Note that using a weight sampler is more reasonable in real applications because it could make our model pay more attention to the skewed groups. However, in our attempts, we found that training with a weight sampler even worsens the test set accuracy. This might be due to the fact that the test set has fewer minority groups and focus more on the majority group. Hence, in our final submission to the competition, we actually didn't use the weight sampler in our training pipeline. But theoretically, it should be better to include that.

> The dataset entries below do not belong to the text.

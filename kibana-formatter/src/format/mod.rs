/*!
Formatting of raw records into transmittable messages.

The formatter owns the identity of the emitting system (host and
application) and builds a fresh [`Message`] per record, applying field
precedence rules and the transport's length budget along the way.
*/

mod message;
mod record;

pub use self::{
    message::{Message, Scope, VERSION},
    record::{Level, Record},
};

use chrono::{DateTime, Utc};
use serde_json::Value as Json;

use crate::{
    diagnostics,
    normalize::{self, Exception, Value},
    Error,
};

metrics! {
    msg,
    msg_truncated,
    field_truncated,
}

/// The transport's ceiling for a short message or a single additional
/// string field, in bytes.
const MAX_LENGTH: usize = 32766;

/// Allowance for protocol padding and metadata around the short message.
const MESSAGE_OVERHEAD: usize = 200;

/**
Configuration for message formatting.
*/
#[derive(Debug, Clone)]
pub struct Config {
    /**
    The identity of the emitting system.
    */
    pub host: String,
    /**
    Application code identifying the emitting application.
    */
    pub app_code: String,
    /**
    Version of the emitting application.
    */
    pub app_version: String,
}

impl Default for Config {
    fn default() -> Self {
        Config {
            host: "localhost".to_owned(),
            app_code: String::new(),
            app_version: String::new(),
        }
    }
}

/**
Build a formatter to handle records.
*/
pub fn build(config: Config) -> Format {
    Format::new(config)
}

/**
Format a raw record into a [`Message`].
*/
#[derive(Debug, Clone)]
pub struct Format {
    host: String,
    app_code: String,
    app_version: String,
}

impl Format {
    pub fn new(config: Config) -> Self {
        Format {
            host: config.host,
            app_code: config.app_code,
            app_version: config.app_version,
        }
    }

    /**
    Build a fresh message from a record.

    The record must carry `datetime`, `message`, and `level`; anything
    else is a contract violation. Oversized text is truncated rather
    than rejected, so a returned message is always within the
    transport's budget.
    */
    pub fn format(&self, record: &Record) -> Result<Message, Error> {
        increment!(format.msg);

        let (datetime, text, level) = match (&record.datetime, &record.message, &record.level) {
            (Some(datetime), Some(message), Some(level)) => (datetime, message, level),
            _ => bail!(
                "The record should at least contain datetime, message and level keys, {:?} given",
                record
            ),
        };

        let level_name = record
            .level_name
            .clone()
            .unwrap_or_else(|| level.name().to_owned());

        let mut message = Message::new(&self.host, &self.app_code, &self.app_version);

        message
            .set_timestamp(epoch_seconds(datetime))
            .set_short_message(text.clone())
            .set_level(level_name);

        // The overhead allowance decides whether to truncate, but the
        // truncation itself goes to the full ceiling. The deployed
        // backend expects exactly this accounting.
        let len = MESSAGE_OVERHEAD + text.len() + self.host.len();

        if len > MAX_LENGTH {
            increment!(format.msg_truncated);
            diagnostics::emit_debug("Short message over the transport ceiling, truncating");

            message.set_short_message(truncate(text, MAX_LENGTH));
        }

        if let Some(channel) = &record.channel {
            message.set_facility(channel.clone());
        }

        // Explicitly provided source locations win over anything
        // discovered from exception data later
        let mut extra = record.extra.clone();

        if let Some(line) = take_line(&mut extra) {
            message.set_line(line);
        }

        if let Some(file) = take_file(&mut extra) {
            message.set_file(file);
        }

        for (key, value) in &extra {
            message.set_additional(key, bounded(key, normalize::normalize(value)), Scope::Extra)?;
        }

        for (key, value) in &record.context {
            message.set_additional(
                key,
                bounded(key, normalize::normalize(value)),
                Scope::Context,
            )?;
        }

        if message.file().is_none() {
            if let Some(exception) = context_exception(&record.context) {
                message
                    .set_file(exception.file.clone())
                    .set_line(exception.line);
            }
        }

        Ok(message)
    }
}

fn epoch_seconds(datetime: &DateTime<Utc>) -> f64 {
    datetime.timestamp() as f64 + f64::from(datetime.timestamp_subsec_micros()) / 1e6
}

// Truncate to at most `max` bytes without splitting a UTF-8 sequence.
fn truncate(text: &str, max: usize) -> &str {
    if text.len() <= max {
        return text;
    }

    let mut end = max;
    while !text.is_char_boundary(end) {
        end -= 1;
    }

    &text[..end]
}

// Additional string fields are budgeted by combined key and value length.
fn bounded(key: &str, value: Json) -> Json {
    match value {
        Json::String(s) if key.len() + s.len() > MAX_LENGTH => {
            increment!(format.field_truncated);
            diagnostics::emit_debug("Additional field over the transport ceiling, truncating");

            Json::String(truncate(&s, MAX_LENGTH).to_owned())
        }
        value => value,
    }
}

fn take_line(extra: &mut Vec<(String, Value)>) -> Option<u32> {
    let index = extra.iter().position(|(key, _)| key == "line")?;

    // An unusable value stays behind as an ordinary additional field
    let line = match &extra[index].1 {
        Value::Int(line) if *line >= 0 => Some(*line as u32),
        Value::String(line) => line.parse().ok(),
        _ => None,
    }?;

    extra.remove(index);

    Some(line)
}

fn take_file(extra: &mut Vec<(String, Value)>) -> Option<String> {
    let index = extra.iter().position(|(key, _)| key == "file")?;

    let file = match &extra[index].1 {
        Value::String(file) => Some(file.clone()),
        _ => None,
    }?;

    extra.remove(index);

    Some(file)
}

fn context_exception(context: &[(String, Value)]) -> Option<&Exception> {
    context.iter().find_map(|(key, value)| match value {
        Value::Exception(exception) if key == "exception" => Some(exception),
        _ => None,
    })
}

Train / Validation / Test Set Splitting
Before we dive into the training process, we first split our dataset into two categories: training set, validation set, and test set. In this contest, we were given two folders of data. One is the ground truth dataset and one is the dataset with unknown labels. Hence, we split the first dataset into a training set and a validation set with a ratio of 8 : 2, and the second dataset automatically becomes the test set, where the accuracy is measured after we submit our prediction to the competition website. By the way, image augmentation transforms are only applied to the training set.
Training
During training, we use CrossEntropy as the loss function as the principal performance metric. We employ SGD with custom weight decay (0.0005) and momentum (0.9) as the optimizer. We use the biggest batch size possible as long as we have enough GPU memories, and we use a batch size of 64 for smaller models and 32 for bigger ones. We also make use of the learning rate scheduler and weight sampler.
Models and Ensemble
We have been experimenting with various CV attention models, including MaxViT, ConvNeXt, and Swin Transformer V2. For the model size, we choose the tiny version for MaxViT, the small version for ConvNeXt, and the tiny version for Swin Transformer V2. Among the three models, MaxViT performs the best, which reaches an 83.65% accuracy in the test set. Then is ConvNeXt, which reaches an 81.85% accuracy in the test set. Finally is Swin Transformer V2, which reaches an 81.55% accuracy in the test set. In our final submission, we also perform model ensemble to integrate all three models together to get a better performance. We do grid search to find the best coefficients between the three models so that they have the highest accuracy on the validation set using the coefficients. We finally choose the coefficient between MaxViT, ConvNeXt, and Swin Transformer V2 to be 0.39 : 0.26 : 0.35.
Final Result
The final pipeline achieved a score of 88% on the test set.